The standard business card size where I live is 90mm x 50mm, which translates to around 3.5 x 2 inches. The bleed should be around 3mm here (0.1 inches), as far as I know, officially, the bleed is between 2-6mm, and around 1/8th of an inch. The bleed is the part of the printing which goes beyond the actual border of the finished product you’re looking for. This is needed for cutting, and to ward off some inconsistencies.

DPI

Dots per inch is another important factor in printing. For web designgs you most likely use the standard 72dpi setting of Photoshop and the like. This is fine for your display, but for printing you will need some higher quality stuff. Printing usually requires 300dpi, which you can set up easily in any image editing software. Note that this setting will make you image seem huge on your monitor, but this is perfectly normal.
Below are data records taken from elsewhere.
//! Oblivious-transfer obfuscation engine.
//!
//! Every matched row is encrypted under a key that only the requester can
//! rebuild, and only for the row whose key it blinded into its query item.
//!
//! Group: Ristretto255 with generator `G`; `h(k)` maps a key to a scalar.
//!
//! - requester: `X = aG` per query, `Y = bG` and `Z = (ab - h(k))G` per item
//! - server, per matched row `k'` with fresh `r, s`:
//!   `W = sX + rG`, `K = sZ + s·h(k')G + rY`, `cipher = payload ⊕ KDF(K)`
//! - requester: `K = bW`, which equals the server key iff `k' = k`
//!
//! ## No-match policy
//!
//! An item with no matched row yields an empty [`OtResult`]. Under `idFilter`
//! the requester learns that its filter bucket is empty, which the filter
//! already bounds; under `idObfuscation` it learns that none of its candidates
//! exist. The same encoding is used for every item of every query.

mod client;
mod dh;

pub use client::{ItemSecret, PirClient, QuerySecrets};
pub use dh::{IdFilterObfuscator, IdObfuscationObfuscator};

use std::collections::{BTreeMap, HashMap};
use std::fmt;
use std::str::FromStr;
use std::sync::Arc;

use curve25519_dalek::ristretto::{CompressedRistretto, RistrettoPoint};
use curve25519_dalek::scalar::Scalar;
use rand::RngCore;
use serde::{Deserialize, Serialize};
use sha3::digest::{ExtendableOutput, Update, XofReader};
use sha3::{Sha3_512, Shake256};

use crate::error::{PirError, Result};
use crate::query::{ObfuscateData, ObfuscateDataItem};
use crate::setting::SearchType;
use crate::table::PirRecord;

/// Version of the obfuscation wire protocol carried in `ObfuscateData`.
pub const OT_PROTOCOL_VERSION: u8 = 1;

const KDF_DOMAIN: &[u8] = b"pir-ot-v1";

/// Closed set of obfuscation algorithms.
#[derive(Debug, Clone, Copy, PartialEq, Eq, Hash, Serialize, Deserialize)]
pub enum AlgorithmType {
    /// Rows are selected by a prefix of the key hash.
    #[serde(rename = "idFilter")]
    IdFilter,
    /// Rows are selected from a candidate key set of real-looking decoys.
    #[serde(rename = "idObfuscation")]
    IdObfuscation,
}

impl AlgorithmType {
    pub fn as_str(&self) -> &'static str {
        match self {
            Self::IdFilter => "idFilter",
            Self::IdObfuscation => "idObfuscation",
        }
    }
}

impl fmt::Display for AlgorithmType {
    fn fmt(&self, f: &mut fmt::Formatter<'_>) -> fmt::Result {
        f.write_str(self.as_str())
    }
}

impl FromStr for AlgorithmType {
    type Err = PirError;

    fn from_str(s: &str) -> Result<Self> {
        match s {
            "idFilter" => Ok(Self::IdFilter),
            "idObfuscation" => Ok(Self::IdObfuscation),
            other => Err(PirError::obfuscation(format!(
                "Unsupported algorithm type: {}",
                other
            ))),
        }
    }
}

/// One encrypted candidate row.
#[derive(Debug, Clone, PartialEq, Eq, Serialize, Deserialize)]
#[serde(rename_all = "camelCase")]
pub struct OtResultItem {
    /// Hex-encoded `W = sX + rG`
    pub point_w: String,
    /// Base64-encoded payload masked with `KDF(K)`
    pub cipher: String,
}

/// Obfuscated answer for one query item; empty means no row matched.
#[derive(Debug, Clone, Default, PartialEq, Eq, Serialize, Deserialize)]
pub struct OtResult {
    pub items: Vec<OtResultItem>,
}

impl OtResult {
    pub fn new(items: Vec<OtResultItem>) -> Self {
        Self { items }
    }

    pub fn empty() -> Self {
        Self::default()
    }

    pub fn is_empty(&self) -> bool {
        self.items.is_empty()
    }
}

/// Plaintext encrypted for each matched row.
#[derive(Debug, Clone, PartialEq, Eq, Serialize, Deserialize)]
pub struct OtPayload {
    pub key: String,
    #[serde(default, skip_serializing_if = "Option::is_none")]
    pub values: Option<BTreeMap<String, String>>,
}

impl OtPayload {
    pub fn from_record(record: &PirRecord, search_type: SearchType) -> Self {
        let values = match search_type {
            SearchType::SearchExist => None,
            SearchType::SearchValue => Some(record.values.clone()),
        };
        Self {
            key: record.key.clone(),
            values,
        }
    }
}

/// Obfuscation context for one query item.
#[derive(Debug, Clone)]
pub struct ObfuscationParam {
    point_x: RistrettoPoint,
    algorithm: AlgorithmType,
    search_type: SearchType,
    index: Option<u32>,
}

impl ObfuscationParam {
    pub fn new(
        data: &ObfuscateData,
        algorithm: AlgorithmType,
        search_type: SearchType,
    ) -> Result<Self> {
        Ok(Self {
            point_x: decode_point(&data.point_x)?,
            algorithm,
            search_type,
            index: None,
        })
    }

    pub fn with_index(mut self, index: u32) -> Self {
        self.index = Some(index);
        self
    }

    pub fn point_x(&self) -> &RistrettoPoint {
        &self.point_x
    }

    pub fn algorithm(&self) -> AlgorithmType {
        self.algorithm
    }

    pub fn search_type(&self) -> SearchType {
        self.search_type
    }

    pub fn index(&self) -> Option<u32> {
        self.index
    }
}

/// One obfuscation algorithm.
///
/// Implementations must only read the rows and item they are handed.
pub trait Obfuscator: Send + Sync {
    fn algorithm(&self) -> AlgorithmType;

    /// Reject an item whose lookup material does not fit this algorithm.
    fn check_item(&self, item: &ObfuscateDataItem) -> Result<()>;

    fn obfuscate(
        &self,
        param: &ObfuscationParam,
        rows: &[PirRecord],
        item: &ObfuscateDataItem,
    ) -> Result<Vec<OtResultItem>>;
}

/// Registry of obfuscators keyed by algorithm.
#[derive(Clone)]
pub struct ObfuscationEngine {
    obfuscators: HashMap<AlgorithmType, Arc<dyn Obfuscator>>,
}

impl ObfuscationEngine {
    /// Engine with no algorithms registered.
    pub fn empty() -> Self {
        Self {
            obfuscators: HashMap::new(),
        }
    }

    pub fn register(mut self, obfuscator: Arc<dyn Obfuscator>) -> Self {
        self.obfuscators.insert(obfuscator.algorithm(), obfuscator);
        self
    }

    pub fn supports(&self, algorithm: AlgorithmType) -> bool {
        self.obfuscators.contains_key(&algorithm)
    }

    fn obfuscator(&self, algorithm: AlgorithmType) -> Result<&Arc<dyn Obfuscator>> {
        self.obfuscators.get(&algorithm).ok_or_else(|| {
            PirError::obfuscation(format!("No obfuscator registered for {}", algorithm))
        })
    }

    /// Parse a wire algorithm name and make sure it can be served.
    pub fn resolve(&self, algorithm_type: &str) -> Result<AlgorithmType> {
        let algorithm = algorithm_type.parse::<AlgorithmType>()?;
        self.obfuscator(algorithm)?;
        Ok(algorithm)
    }

    pub fn check_items(&self, algorithm: AlgorithmType, items: &[ObfuscateDataItem]) -> Result<()> {
        let obfuscator = self.obfuscator(algorithm)?;
        items.iter().try_for_each(|item| obfuscator.check_item(item))
    }

    /// Encode the rows matched for one item. No rows yields an empty result.
    pub fn obfuscate(
        &self,
        param: &ObfuscationParam,
        rows: &[PirRecord],
        item: &ObfuscateDataItem,
    ) -> Result<Vec<OtResultItem>> {
        let obfuscator = self.obfuscator(param.algorithm())?;
        if rows.is_empty() {
            return Ok(Vec::new());
        }
        tracing::debug!(
            algorithm = %param.algorithm(),
            index = ?param.index(),
            rows = rows.len(),
            "Obfuscating matched rows"
        );
        obfuscator.obfuscate(param, rows, item)
    }
}

impl Default for ObfuscationEngine {
    fn default() -> Self {
        Self::empty()
            .register(Arc::new(IdFilterObfuscator))
            .register(Arc::new(IdObfuscationObfuscator))
    }
}

impl fmt::Debug for ObfuscationEngine {
    fn fmt(&self, f: &mut fmt::Formatter<'_>) -> fmt::Result {
        let mut algorithms: Vec<_> = self.obfuscators.keys().map(|a| a.as_str()).collect();
        algorithms.sort_unstable();
        f.debug_struct("ObfuscationEngine")
            .field("algorithms", &algorithms)
            .finish()
    }
}

pub fn encode_point(point: &RistrettoPoint) -> String {
    hex::encode(point.compress().to_bytes())
}

pub fn decode_point(encoded: &str) -> Result<RistrettoPoint> {
    let bytes = hex::decode(encoded)
        .map_err(|e| PirError::validation(format!("Invalid point encoding: {}", e)))?;
    let bytes: [u8; 32] = bytes
        .try_into()
        .map_err(|_| PirError::validation("Invalid point encoding: expected 32 bytes"))?;
    CompressedRistretto(bytes)
        .decompress()
        .ok_or_else(|| PirError::validation("Invalid point encoding: not a group element"))
}

/// Map a lookup key to a scalar.
pub(crate) fn hash_to_scalar(key: &str) -> Scalar {
    let digest = <Sha3_512 as sha3::Digest>::digest(key.as_bytes());
    let mut wide = [0u8; 64];
    wide.copy_from_slice(&digest);
    Scalar::from_bytes_mod_order_wide(&wide)
}

pub(crate) fn random_scalar(rng: &mut impl RngCore) -> Scalar {
    let mut wide = [0u8; 64];
    rng.fill_bytes(&mut wide);
    Scalar::from_bytes_mod_order_wide(&wide)
}

/// XOR `data` with a SHAKE256 stream derived from the shared point.
pub(crate) fn mask(shared: &RistrettoPoint, data: &[u8]) -> Vec<u8> {
    let mut hasher = Shake256::default();
    hasher.update(KDF_DOMAIN);
    hasher.update(&shared.compress().to_bytes());
    let mut reader = hasher.finalize_xof();

    let mut stream = vec![0u8; data.len()];
    reader.read(&mut stream);
    data.iter().zip(stream).map(|(d, s)| d ^ s).collect()
}

#[cfg(test)]
mod tests {
    use super::*;

    #[test]
    fn test_algorithm_type_parse() {
        assert_eq!("idFilter".parse::<AlgorithmType>().unwrap(), AlgorithmType::IdFilter);
        assert_eq!(
            "idObfuscation".parse::<AlgorithmType>().unwrap(),
            AlgorithmType::IdObfuscation
        );
        assert!(matches!(
            "IDFILTER".parse::<AlgorithmType>(),
            Err(PirError::Obfuscation(_))
        ));
    }

    #[test]
    fn test_engine_without_algorithm_rejects() {
        let engine = ObfuscationEngine::empty().register(Arc::new(IdFilterObfuscator));
        assert!(engine.resolve("idFilter").is_ok());
        assert!(matches!(
            engine.resolve("idObfuscation"),
            Err(PirError::Obfuscation(_))
        ));
    }

    #[test]
    fn test_point_encoding_roundtrip() {
        let point = RistrettoPoint::mul_base(&random_scalar(&mut rand::rngs::OsRng));
        let encoded = encode_point(&point);
        assert_eq!(decode_point(&encoded).unwrap(), point);
    }

    #[test]
    fn test_decode_point_rejects_garbage() {
        assert!(decode_point("zz").is_err());
        assert!(decode_point(&hex::encode([1u8; 31])).is_err());
        // Not a canonical ristretto encoding
        assert!(decode_point(&hex::encode([0xffu8; 32])).is_err());
    }

    #[test]
    fn test_mask_is_involution() {
        let point = RistrettoPoint::mul_base(&Scalar::from(7u64));
        let data = b"{\"key\":\"alice\"}";
        let masked = mask(&point, data);
        assert_ne!(masked.as_slice(), data.as_slice());
        assert_eq!(mask(&point, &masked), data.to_vec());
    }

    #[test]
    fn test_hash_to_scalar_is_deterministic() {
        assert_eq!(hash_to_scalar("alice"), hash_to_scalar("alice"));
        assert_ne!(hash_to_scalar("alice"), hash_to_scalar("bob"));
    }
}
The business card I mentioned earier was 1063px x 591px which is rather big, but translated to only a 3.5 x 2 inch card.

As an extra note, Photoshop has the option to view “print size”. Take care, as this will most likely NOT yield the correct result. I don’t want to go into full detail here, but the basics are that Photoshop does not know the size and resolution of your monitor, therefore, will not produce an accurate print size. My card was exactly the right size, but if I chose print size in photoshop, it looked roughly 3/4th of the correct size.

Choosing your colors

This is the part where I am completely lost myself. I have learned a lot, but color designation is an art in itself it seems. First and foremost, you need to create your work in CMYK color. The normal color mode is RGB, so your application will create documents by default in that mode. CMYK uses different colors to mix the ones you see on screen, and this is the one needed for print. On your end, you shouldn’t notice much difference. As a note of interest, create an image and save a copy in RGB, and another in CMYK. The open both in Picasa, and you will see that the colors will be all wrong in the CMYK one. It seems weird to me that an image application can’t handle CMYK, although not that Picasa specifically really needs to.

That was the easy part, so far it was just a matter of changing a setting. Now, if you hand in your finished work, they will print it and the colors will still be all wrong. Blue won’t be green, but orange might well become gold-ish, so you still can’t just hand it in. You will most likely have to designate colors from the pantone color scale. Now, if you have Photoshop, you can go to the swatches and select a pantone scale. Pantone Solid Coated is the most common, but ask the company what they want you to use. So you’re supposed to choose a color from here. Now since you are viewing it on your monitor, the correct color actually won’t look correct since your monitor doesn’t reflect the same color you would get. Damn. So, you need a paper based pantone scale, which the printing company definitely has, so you will probably have to go in and take a look. Alternatively you can get a color-calibrated monitor, but I have no idea about these.

So what I did is I went in to the press, got a thick stash of pantone colors and held them up to my screen to find which one the color was. I had two main colors, orange and green, so I wrote up the two codes for these colors. I then chose those colors from the swatches in Photoshop and recolored the elements with these colors. Now everything looked slightly discolored on my monitor, but it promised to look good on paper. I suggest you actually give them the color codes you want if you have a 2-4 color design because they will also take the pantone colors and match it to those original colors, NOT your design.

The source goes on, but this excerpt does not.